Hello please see here because the query for python...
# general
m
Hello please see here because the query for python packages is returning different to the python packages installed on the device. https://osquery.slack.com/archives/C01DXJL16D8/p1630781846091900
s
Debugging via screenshot can be hard. I have to squint much harder than cut and pasted text in code blocks.
But, it’s not clear to me what any of that is showing.
the python table enumerate the python packages at various directories. You can probably tell it what directory to enumerate to.
Is your pip command using the same directory?
Who knows. It’s not in your screen shots.
m
I was just doing
pip list
I was not aware of any directories or anything I just use
pip install x
i think
pip list
is meant to list all packages installed by pip isn't it?
s
Which pip. You could have many.
m
@seph well irrespective of which pip,
SELECT name AS name, version AS version, 'Package (Python)' AS type, 'python_packages' AS source FROM python_packages
Should list ALL python packages installed on the system right? Even if I had 1 million pips, it's not. I can see for sure that cryptography 3.4.8 is installed, yet that query only lists 2.8 so it is totally broken listing phantom packages that no longer exist and not listing the ones that updated them.

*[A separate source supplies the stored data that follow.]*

use anyhow::{Context, Result};
use reqwest::{Method, StatusCode};
use tracing::info;

use crate::client::JiraClient;
use crate::error::api_error;
use crate::models::{CreatedProject, JiraProject, NewProject, ProjectUpdate};

impl JiraClient {
  /// List every project visible to the user
  pub async fn list_projects(&self) -> Result<Vec<JiraProject>> {
    let response = self
      .request(Method::GET, "/rest/api/2/project")
      .query(&[("expand", "lead,description")])
      .send()
      .await
      .context("Failed to list Jira projects")?;

    match response.status() {
      StatusCode::OK => Ok(
        response
          .json::<Vec<JiraProject>>()
          .await
          .context("Failed to parse Jira projects")?,
      ),
      _ => Err(api_error(response, "Projects").await),
    }
  }

  /// Get a project by key
  pub async fn get_project(&self, project_key: &str) -> Result<JiraProject> {
    let response = self
      .request(Method::GET, &format!("/rest/api/2/project/{project_key}"))
      .send()
      .await
      .context("Failed to fetch Jira project")?;

    match response.status() {
      StatusCode::OK => Ok(
        response
          .json::<JiraProject>()
          .await
          .context("Failed to parse Jira project")?,
      ),
      _ => Err(api_error(response, &format!("Project {project_key}")).await),
    }
  }

  /// Create a project
  pub async fn create_project(&self, project: &NewProject) -> Result<CreatedProject> {
    let response = self
      .request(Method::POST, "/rest/api/2/project")
      .json(project)
      .send()
      .await
      .context("Failed to create Jira project")?;

    match response.status() {
      StatusCode::CREATED | StatusCode::OK => {
        let created = response
          .json::<CreatedProject>()
          .await
          .context("Failed to parse created Jira project")?;
        info!("Created project {}", created.key);
        Ok(created)
      }
      _ => Err(api_error(response, &format!("Project {}", project.key)).await),
    }
  }

  /// Edit a project's name, description or lead
  pub async fn update_project(&self, project_key: &str, update: &ProjectUpdate) -> Result<JiraProject> {
    if update.is_empty() {
      anyhow::bail!("No fields given to update on project {project_key}");
    }

    let response = self
      .request(Method::PUT, &format!("/rest/api/2/project/{project_key}"))
      .json(update)
      .send()
      .await
      .context("Failed to update Jira project")?;

    match response.status() {
      StatusCode::OK | StatusCode::CREATED => Ok(
        response
          .json::<JiraProject>()
          .await
          .context("Failed to parse updated Jira project")?,
      ),
      _ => Err(api_error(response, &format!("Project {project_key}")).await),
    }
  }

  /// Delete a project
  pub async fn delete_project(&self, project_key: &str) -> Result<()> {
    let response = self
      .request(Method::DELETE, &format!("/rest/api/2/project/{project_key}"))
      .send()
      .await
      .context("Failed to delete Jira project")?;

    match response.status() {
      StatusCode::NO_CONTENT | StatusCode::OK | StatusCode::ACCEPTED => {
        info!("Deleted project {project_key}");
        Ok(())
      }
      _ => Err(api_error(response, &format!("Project {project_key}")).await),
    }
  }
}

#[cfg(test)]
mod tests {
  use wiremock::matchers::{body_json, method, path};
  use wiremock::{Mock, MockServer, ResponseTemplate};

  use crate::client::test_client;
  use crate::error::JiraApiError;
  use crate::models::{NewProject, ProjectUpdate};

  #[tokio::test]
  async fn test_list_projects() -> anyhow::Result<()> {
    let mock_server = MockServer::start().await;
    let client = test_client(&mock_server.uri());

    Mock::given(method("GET"))
      .and(path("/rest/api/2/project"))
      .respond_with(ResponseTemplate::new(200).set_body_json(serde_json::json!([
          {
              "id": "10000",
              "key": "PROJ",
              "name": "Project",
              "projectTypeKey": "software",
              "lead": { "accountId": "me-123", "displayName": "Test User" }
          },
          { "id": "10001", "key": "OPS", "name": "Operations" }
      ])))
      .mount(&mock_server)
      .await;

    let projects = client.list_projects().await?;
    assert_eq!(projects.len(), 2);
    assert_eq!(projects[0].project_type_key.as_deref(), Some("software"));
    assert!(projects[1].lead.is_none());

    Ok(())
  }

  #[tokio::test]
  async fn test_create_project() -> anyhow::Result<()> {
    let mock_server = MockServer::start().await;
    let client = test_client(&mock_server.uri());

    Mock::given(method("POST"))
      .and(path("/rest/api/2/project"))
      .and(body_json(serde_json::json!({
          "key": "NEW",
          "name": "New project",
          "projectTypeKey": "software",
          "leadAccountId": "me-123"
      })))
      .respond_with(ResponseTemplate::new(201).set_body_json(serde_json::json!({
          "id": 10010,
          "key": "NEW",
          "self": "https://test.atlassian.net/rest/api/2/project/10010"
      })))
      .expect(1)
      .mount(&mock_server)
      .await;

    let created = client
      .create_project(&NewProject {
        key: "NEW".into(),
        name: "New project".into(),
        project_type_key: "software".into(),
        lead_account_id: "me-123".into(),
        description: None,
      })
      .await?;
    assert_eq!(created.id, 10010);

    Ok(())
  }

  #[tokio::test]
  async fn test_update_project() -> anyhow::Result<()> {
    let mock_server = MockServer::start().await;
    let client = test_client(&mock_server.uri());

    Mock::given(method("PUT"))
      .and(path("/rest/api/2/project/PROJ"))
      .and(body_json(serde_json::json!({ "name": "Renamed" })))
      .respond_with(ResponseTemplate::new(200).set_body_json(serde_json::json!({
          "id": "10000", "key": "PROJ", "name": "Renamed"
      })))
      .expect(1)
      .mount(&mock_server)
      .await;

    let project = client
      .update_project(
        "PROJ",
        &ProjectUpdate {
          name: Some("Renamed".into()),
          ..Default::default()
        },
      )
      .await?;
    assert_eq!(project.name, "Renamed");

    Ok(())
  }

  #[tokio::test]
  async fn test_delete_project_not_found() -> anyhow::Result<()> {
    let mock_server = MockServer::start().await;
    let client = test_client(&mock_server.uri());

    Mock::given(method("DELETE"))
      .and(path("/rest/api/2/project/GONE"))
      .respond_with(ResponseTemplate::new(404))
      .mount(&mock_server)
      .await;

    let err = client.delete_project("GONE").await.unwrap_err();
    assert_eq!(err.to_string(), "Project GONE not found");
    assert!(err.downcast_ref::<JiraApiError>().is_some());

    Ok(())
  }

  #[tokio::test]
  async fn test_delete_project() -> anyhow::Result<()> {
    let mock_server = MockServer::start().await;
    let client = test_client(&mock_server.uri());

    Mock::given(method("DELETE"))
      .and(path("/rest/api/2/project/PROJ"))
      .respond_with(ResponseTemplate::new(204))
      .expect(1)
      .mount(&mock_server)
      .await;

    client.delete_project("PROJ").await?;
    Ok(())
  }

  #[tokio::test]
  async fn test_delete_project_forbidden() -> anyhow::Result<()> {
    let mock_server = MockServer::start().await;
    let client = test_client(&mock_server.uri());

    Mock::given(method("DELETE"))
      .and(path("/rest/api/2/project/LOCKED"))
      .respond_with(ResponseTemplate::new(403))
      .mount(&mock_server)
      .await;

    let err = client.delete_project("LOCKED").await.unwrap_err();
    assert_eq!(
      err.downcast_ref::<JiraApiError>(),
      Some(&JiraApiError::Forbidden("Project LOCKED".into()))
    );

    Ok(())
  }
}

This is causing the vulnerability checker in fleet to fail, and fleet says it is osquery being the problem due to the erroneous output from that query.
Here is fleet
Yet the query above only returns v2.8 (which it should not as it doesn't exist)
s
Answering the question about a million pips… I think this is a philosophical question. osquery examines common locations for python packages. These are enumerated by https://github.com/osquery/osquery/blob/482a751f9f55ad31333ecf75b645a2334d943774/osquery/tables/system/python_packages.cpp#L34-L48 It does not search your entire disk looking for likely python packages. It will never find venvs built into random places, or similar. I tend to think osquery’s approach is correct. But it is not always what’s expected.
I have no idea what fleet is doing, what you’re doing, or any of the larger context needed to debug that. Fleet is, ultimately, just running queries. So if fleet can find it, you should be able to find it otherwise.
That code snippet is probably incomplete — it looks like other parts also search additional places.
m
Ok I see the issue, that cryptography v2.8 is in /usr/lib/python3/dist-packages. But cryptography v3.4.8 is in /usr/local/lib/python3.8/dist-packages/ But osquery is only reporting v2.8 but according to the code you just pointed me too it should be reporting from both paths?
m
Yep v3.4.8 is in there, but the query is not returning it
s
Are you using osqueryi? Or distributing this via fleet? If the latter, can you repreoduce on the local machine?
m
I am just running the query as an on demand query from fleet
s
How confident are you that fleet isn’t doing any weird caching here? Can you preproduce this on the local machine?
(If you have osqueryd, you can invoke it interactively with the
-S
option)
m
Output from osqueryi on device only lists v2.8
s
And that’s running as root, correct?
m
I just ran osqueryi with a sudo and same result
oh hang on it's not in alphabetical order
there is another list below that list
so the v3.4.8 is further down the list
s
In retrospect, that’s not surprising. osquery searches the directories and appends. If you want to sort it, add an ORDER BY to the sql.